**Work request:**
Pick out all lines of the entries that include the word "Payload" and copy them.

START Recorded data

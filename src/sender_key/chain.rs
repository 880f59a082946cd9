use crate::Error;
use aes_gcm_siv::aead::{Aead, Payload};
use aes_gcm_siv::{Aes256GcmSiv, Key, KeyInit, Nonce};
use hkdf::Hkdf;
use hmac::{Hmac, Mac};
use sha2::Sha256;
use std::fmt;
use zeroize::{Zeroize, ZeroizeOnDrop, Zeroizing};

type HmacSha256 = Hmac<Sha256>;

const CHAIN_KEY_SEED: u8 = 0x02;
const CHAIN_KEY_NEXT: u8 = 0x01;
const MESSAGE_KEY_INFO: &[u8] = b"Huddle-SenderKey-Message";

/// Length of the per-message AES-GCM-SIV nonce.
pub const IV_LENGTH: usize = 12;

fn hmac(key: &[u8; 32], input: u8) -> Result<Box<[u8; 32]>, Error> {
    let mut mac = <HmacSha256 as Mac>::new_from_slice(key.as_slice())
        .map_err(|err| Error::Crypto(err.to_string()))?;
    mac.update(&[input]);

    let mut output = Box::new([0u8; 32]);
    output.copy_from_slice(&mac.finalize().into_bytes());
    Ok(output)
}

/// One link of a sender's symmetric ratchet.
///
/// Derivations are one-way: neither [`next`](Self::next) nor
/// [`message_key`](Self::message_key) reveals the seed it came from.
#[derive(Clone, PartialEq, Eq, Zeroize, ZeroizeOnDrop)]
pub struct SenderChainKey {
    iteration: u32,
    seed: Box<[u8; 32]>,
}

impl SenderChainKey {
    pub(crate) fn new(iteration: u32, seed: Box<[u8; 32]>) -> Self {
        Self { iteration, seed }
    }

    /// Iteration this chain key produces the message key for.
    pub fn iteration(&self) -> u32 {
        self.iteration
    }

    pub(crate) fn seed(&self) -> &[u8; 32] {
        &self.seed
    }

    /// Derives the chain key for the following iteration.
    pub fn next(&self) -> Result<Self, Error> {
        let iteration = self
            .iteration
            .checked_add(1)
            .ok_or(Error::ChainExhausted(self.iteration))?;

        Ok(Self {
            iteration,
            seed: hmac(&self.seed, CHAIN_KEY_NEXT)?,
        })
    }

    /// Derives the message key for the current iteration without advancing.
    pub fn message_key(&self) -> Result<SenderMessageKey, Error> {
        SenderMessageKey::from_seed(self.iteration, &*self.message_seed()?)
    }

    /// The seed [`message_key`](Self::message_key) expands; what skipped-key buffers keep.
    pub(crate) fn message_seed(&self) -> Result<Zeroizing<[u8; 32]>, Error> {
        let mut seed = hmac(&self.seed, CHAIN_KEY_SEED)?;
        let message_seed = Zeroizing::new(*seed);
        seed.zeroize();
        Ok(message_seed)
    }
}

impl fmt::Debug for SenderChainKey {
    fn fmt(&self, f: &mut fmt::Formatter<'_>) -> fmt::Result {
        f.debug_struct("SenderChainKey")
            .field("iteration", &self.iteration)
            .finish_non_exhaustive()
    }
}

/// Key material for exactly one group message.
#[derive(Clone, Zeroize, ZeroizeOnDrop)]
pub struct SenderMessageKey {
    iteration: u32,
    cipher_key: Box<[u8; 32]>,
    iv: [u8; IV_LENGTH],
}

impl SenderMessageKey {
    /// Expands a message-key seed into the cipher key and nonce.
    pub(crate) fn from_seed(iteration: u32, seed: &[u8; 32]) -> Result<Self, Error> {
        let hkdf = Hkdf::<Sha256>::new(None, seed.as_slice());

        let mut okm = [0u8; 32 + IV_LENGTH];
        hkdf.expand(MESSAGE_KEY_INFO, &mut okm)
            .map_err(|err| Error::Crypto(err.to_string()))?;

        let mut cipher_key = Box::new([0u8; 32]);
        cipher_key.copy_from_slice(&okm[..32]);
        let mut iv = [0u8; IV_LENGTH];
        iv.copy_from_slice(&okm[32..]);
        okm.zeroize();

        Ok(Self {
            iteration,
            cipher_key,
            iv,
        })
    }

    /// Iteration this key belongs to.
    pub fn iteration(&self) -> u32 {
        self.iteration
    }

    pub(crate) fn encrypt(&self, plaintext: &[u8], aad: &[u8]) -> Result<Vec<u8>, Error> {
        let cipher = Aes256GcmSiv::new(Key::<Aes256GcmSiv>::from_slice(self.cipher_key.as_slice()));
        Ok(cipher.encrypt(
            Nonce::from_slice(&self.iv),
            Payload {
                msg: plaintext,
                aad,
            },
        )?)
    }

    pub(crate) fn decrypt(&self, ciphertext: &[u8], aad: &[u8]) -> Result<Vec<u8>, Error> {
        let cipher = Aes256GcmSiv::new(Key::<Aes256GcmSiv>::from_slice(self.cipher_key.as_slice()));
        cipher
            .decrypt(
                Nonce::from_slice(&self.iv),
                Payload {
                    msg: ciphertext,
                    aad,
                },
            )
            .map_err(|_| Error::InvalidCiphertext)
    }
}

impl fmt::Debug for SenderMessageKey {
    fn fmt(&self, f: &mut fmt::Formatter<'_>) -> fmt::Result {
        f.debug_struct("SenderMessageKey")
            .field("iteration", &self.iteration)
            .finish_non_exhaustive()
    }
}

#[cfg(test)]
mod tests {
    use super::*;
    use proptest::prelude::*;
    use std::collections::HashSet;

    fn chain_key() -> SenderChainKey {
        SenderChainKey::new(0, Box::new([7u8; 32]))
    }

    #[test]
    fn test_next_advances_iteration_and_seed() {
        let first = chain_key();
        let second = first.next().unwrap();
        let third = second.next().unwrap();

        assert_eq!(second.iteration(), 1);
        assert_eq!(third.iteration(), 2);
        assert_ne!(third, first);
        assert_ne!(second.seed(), first.seed());
    }

    #[test]
    fn test_derivation_is_deterministic() {
        let a = chain_key().next().unwrap().message_key().unwrap();
        let b = chain_key().next().unwrap().message_key().unwrap();

        assert_eq!(a.iteration(), 1);
        assert_eq!(a.cipher_key, b.cipher_key);
        assert_eq!(a.iv, b.iv);
    }

    #[test]
    fn test_message_key_differs_from_next_chain_key() {
        let chain_key = chain_key();
        let message_seed = chain_key.message_seed().unwrap();
        let next = chain_key.next().unwrap();

        assert_ne!(*message_seed, *next.seed());
        assert_ne!(*message_seed, *chain_key.seed());
    }

    #[test]
    fn test_exhausted_chain_fails() {
        let last = SenderChainKey::new(u32::MAX, Box::new([1u8; 32]));
        assert_eq!(last.next(), Err(Error::ChainExhausted(u32::MAX)));
    }

    #[test]
    fn test_message_key_encrypt_decrypt() {
        let message_key = chain_key().message_key().unwrap();
        let ciphertext = message_key.encrypt(b"hello group", b"aad").unwrap();

        assert_eq!(message_key.decrypt(&ciphertext, b"aad").unwrap(), b"hello group");
        assert_eq!(
            message_key.decrypt(&ciphertext, b"other aad"),
            Err(Error::InvalidCiphertext)
        );
    }

    #[test]
    fn test_debug_hides_key_material() {
        let rendered = format!("{:?}", chain_key().message_key().unwrap());
        assert!(rendered.contains("iteration: 0"));
        assert!(!rendered.contains("seed"));
    }

    proptest! {
        #[test]
        fn prop_derived_seeds_never_repeat(start in any::<[u8; 32]>(), steps in 1..128usize) {
            let mut seen = HashSet::new();
            let mut chain_key = SenderChainKey::new(0, Box::new(start));

            for _ in 0..steps {
                prop_assert!(seen.insert(*chain_key.seed()), "chain seed repeated");
                let message_seed = chain_key.message_seed().unwrap();
                prop_assert!(seen.insert(*message_seed), "message seed repeated");
                chain_key = chain_key.next().unwrap();
            }
        }
    }
}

END Recorded data

**Result of the task:**
use aes_gcm_siv::aead::{Aead, Payload};
            Payload {
                Payload {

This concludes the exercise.